© Горький Медиа, 2025

Важнее пункта назначения

О книге Ричарда Гудкина «Вокруг Пруста»

Интертекстуальные связи, которые американский исследователь Ричард Гудкин обнаруживает в знаменитом романе Марселя Пруста «В поисках утраченного времени», могут показаться странными, а то и надуманными. В самом деле, что может быть общего, например, между прустовским потоком сознания и фильмами Альфреда Хичкока, предельно насыщенными событиями? Но Гудкин не предается постмодернистской игре с текстами и читательскими ожиданиями: явные и скрытые аллюзии в книге Пруста встраиваются в прочтение его эпопеи как хроники экзистенциального и эстетического опыта. Рассказывает Николай Проценко.

Все мы начиная с 24 февраля 2022 года оказались перед лицом наступающего варварства, насилия и лжи. В этой ситуации чрезвычайно важно сохранить хотя бы остатки культуры и поддержать ценности гуманизма — в том числе ради будущего России.
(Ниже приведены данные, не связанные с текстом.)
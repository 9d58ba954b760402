//! UI event boundary.
//!
//! # Responsibility
//! - Translate discrete interaction events into Note Store calls.
//! - Gate bulk clearing behind a caller-supplied confirmation capability.
//!
//! # Invariants
//! - The store never sees where an event came from.
//! - Declined confirmations and unbound keys cause no slot write.

mod confirm;
mod dispatch;
mod key;

pub use confirm::{AlwaysConfirm, Confirm, NeverConfirm};
pub use dispatch::{DispatchOutcome, EventDispatcher, UiEvent, CLEAR_ALL_PROMPT};
pub use key::{KeyCombo, KeyComboParseError, CLEAR_ALL_HOTKEY};
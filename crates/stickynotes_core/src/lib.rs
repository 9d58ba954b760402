//! Core domain logic for StickyNotes.
//! This crate is the single source of truth for note collection invariants.

pub mod boundary;
pub mod codec;
pub mod logging;
pub mod model;
pub mod storage;
pub mod store;

pub use boundary::{
    AlwaysConfirm, Confirm, DispatchOutcome, EventDispatcher, KeyCombo, KeyComboParseError,
    NeverConfirm, UiEvent, CLEAR_ALL_HOTKEY, CLEAR_ALL_PROMPT,
};
pub use codec::{decode_collection, encode_collection, DeserializationError};
pub use logging::{default_log_level, init_logging, logging_status, LoggingError};
pub use model::note::{Note, NoteId};
pub use storage::{
    MemorySlotStorage, SlotStorage, SqliteSlotStorage, StorageError, StorageResult,
    DEFAULT_SLOT_NAME,
};
pub use store::{NoteStore, StoreError, StoreResult};

/// Returns the core crate version.
pub fn core_version() -> &'static str {
    env!("CARGO_PKG_VERSION")
}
Поэтому редакция «Горького» продолжит говорить о книгах, напоминая нашим читателям, что в мире остается место мысли и вымыслу.
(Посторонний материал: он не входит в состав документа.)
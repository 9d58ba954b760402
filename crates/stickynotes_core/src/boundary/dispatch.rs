//! Event-to-store dispatch.

use super::confirm::Confirm;
use super::key::{KeyCombo, CLEAR_ALL_HOTKEY};
use crate::model::note::{Note, NoteId};
use crate::storage::SlotStorage;
use crate::store::{NoteStore, StoreResult};
use log::{debug, info};

/// Prompt shown before every note is removed.
pub const CLEAR_ALL_PROMPT: &str = "Are you sure you want to delete all notes?";

/// Discrete user interaction delivered by the UI layer.
///
/// Typing is not an event on its own: edits commit only on `ContentChanged`.
#[derive(Debug, Clone, PartialEq, Eq)]
pub enum UiEvent {
    /// The "Add Note" control was activated.
    AddClicked,
    /// A rendered note signalled a content change (blur/change).
    ContentChanged { id: NoteId, content: String },
    /// A rendered note was double-activated.
    DoubleClicked { id: NoteId },
    /// A global key combination was pressed.
    KeyPressed(KeyCombo),
}

/// What a dispatched event did to the store.
#[derive(Debug, Clone, PartialEq, Eq)]
pub enum DispatchOutcome {
    Added(Note),
    /// Content committed; `matched` is false when the note no longer exists.
    Committed { id: NoteId, matched: bool },
    Deleted { id: NoteId, removed: bool },
    Cleared(usize),
    ClearDeclined,
    /// Event has no binding; nothing was written.
    Ignored,
}

/// Routes UI events to a [`NoteStore`], asking `C` before bulk clears.
pub struct EventDispatcher<C: Confirm> {
    confirm: C,
    clear_hotkey: KeyCombo,
}

impl<C: Confirm> EventDispatcher<C> {
    pub fn new(confirm: C) -> Self {
        Self {
            confirm,
            clear_hotkey: CLEAR_ALL_HOTKEY,
        }
    }

    /// Rebinds the clear-all hotkey.
    pub fn with_clear_hotkey(mut self, hotkey: KeyCombo) -> Self {
        self.clear_hotkey = hotkey;
        self
    }

    pub fn clear_hotkey(&self) -> KeyCombo {
        self.clear_hotkey
    }

    /// Applies one event to `store`, running it to completion.
    pub fn dispatch<S: SlotStorage>(
        &mut self,
        store: &mut NoteStore<S>,
        event: UiEvent,
    ) -> StoreResult<DispatchOutcome> {
        match event {
            UiEvent::AddClicked => Ok(DispatchOutcome::Added(store.add_note()?)),
            UiEvent::ContentChanged { id, content } => {
                let matched = store.update_content(id, content)?;
                Ok(DispatchOutcome::Committed { id, matched })
            }
            UiEvent::DoubleClicked { id } => {
                let removed = store.delete_note(id)?;
                Ok(DispatchOutcome::Deleted { id, removed })
            }
            UiEvent::KeyPressed(combo) if combo == self.clear_hotkey => {
                if !self.confirm.confirm(CLEAR_ALL_PROMPT) {
                    info!(
                        "event=notes_clear module=boundary status=declined count={}",
                        store.len()
                    );
                    return Ok(DispatchOutcome::ClearDeclined);
                }
                Ok(DispatchOutcome::Cleared(store.clear_all()?))
            }
            UiEvent::KeyPressed(combo) => {
                debug!("event=key_ignored module=boundary combo={combo}");
                Ok(DispatchOutcome::Ignored)
            }
        }
    }
}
Ричард Гудкин. Вокруг Пруста. СПб.: Библиороссика, 2026. Перевод с английского Игоря Волкова. Содержание. Фрагмент

Все ценители Пруста, по моим наблюдениям, делятся на несколько категорий, чем-то напоминающих иерархию мастерства у шахматистов. Базовый уровень — «крепкие любители» — предполагает, что вы прочли «По направлению к Свану», первый том «Поисков утраченного времени» (а то и второй, про девушек в цвету), можете уверенно вспомнить несколько персонажей и эпизодов, а при необходимости поддержать беседу, в которой упоминается Пруст, или просто удачно ввернуть это имя в разговор. На следующем уровне располагаются условные «перворазрядники» — те, кто, как автор этой рецензии, нашел время или заставил себя осилить все семь томов «Поисков», что-то читал о Прусте и даже порой пытается формулировать собственные, претендующие на оригинальность соображения о его творчестве. Далее идут «мастера спорта» — собственно прустоведы, посвятившие Прусту свою карьеру и составляющие некий полузакрытый клуб со своими регалиями и репутациями. Наконец, на вершине этой иерархии располагаются мэтры, которые обращаются с текстом Пруста примерно так же, как гроссмейстеры читают позицию на доске, зная, в какой партии уже появлялась такая расстановка фигур и какие ходы последовали дальше. Именно к этой элите исследователей Пруста относится почетный профессор Висконсинского университета в Мэдисоне Ричард Гудкин.

«Вокруг Пруста» — одна из его ранних работ, написанная в конце 1980-х годов, то есть в те времена, когда термин «интертекстуальность» однозначно ассоциировался с деконструктивизмом и постмодернизмом. Знаменитая книга Жака Деррида «О грамматологии», опубликованная в 1967 году, открыла простор для поиска неожиданных следов других текстов в канонических произведениях, которые, по замыслу родоначальника деконструктивизма, после такого прочтения уже никогда не будут восприниматься как прежде. Книга Пруста в этом плане действительно предоставляет благодатный материал, учитывая невероятный кругозор ее автора, обладавшего поистине энциклопедическими знаниями. Но с механической работой по «выуживанию» мотивов и цитат из чужих текстов в прустовских «Поисках» неплохо справляются и комментарии, которыми сопровождаются качественные издания этого произведения, а показать, как интертекстуальность приводит в движение всю циклопическую композицию романа, — задача совершенно иной сложности. Ее и решает Ричард Гудкин в небольшой, но невероятно насыщенной книге, расширяющей представление о том, что такое интертекст: помимо собственно текстовых аллюзий к литературе и философии, в случае Пруста он охватывает музыку и кино.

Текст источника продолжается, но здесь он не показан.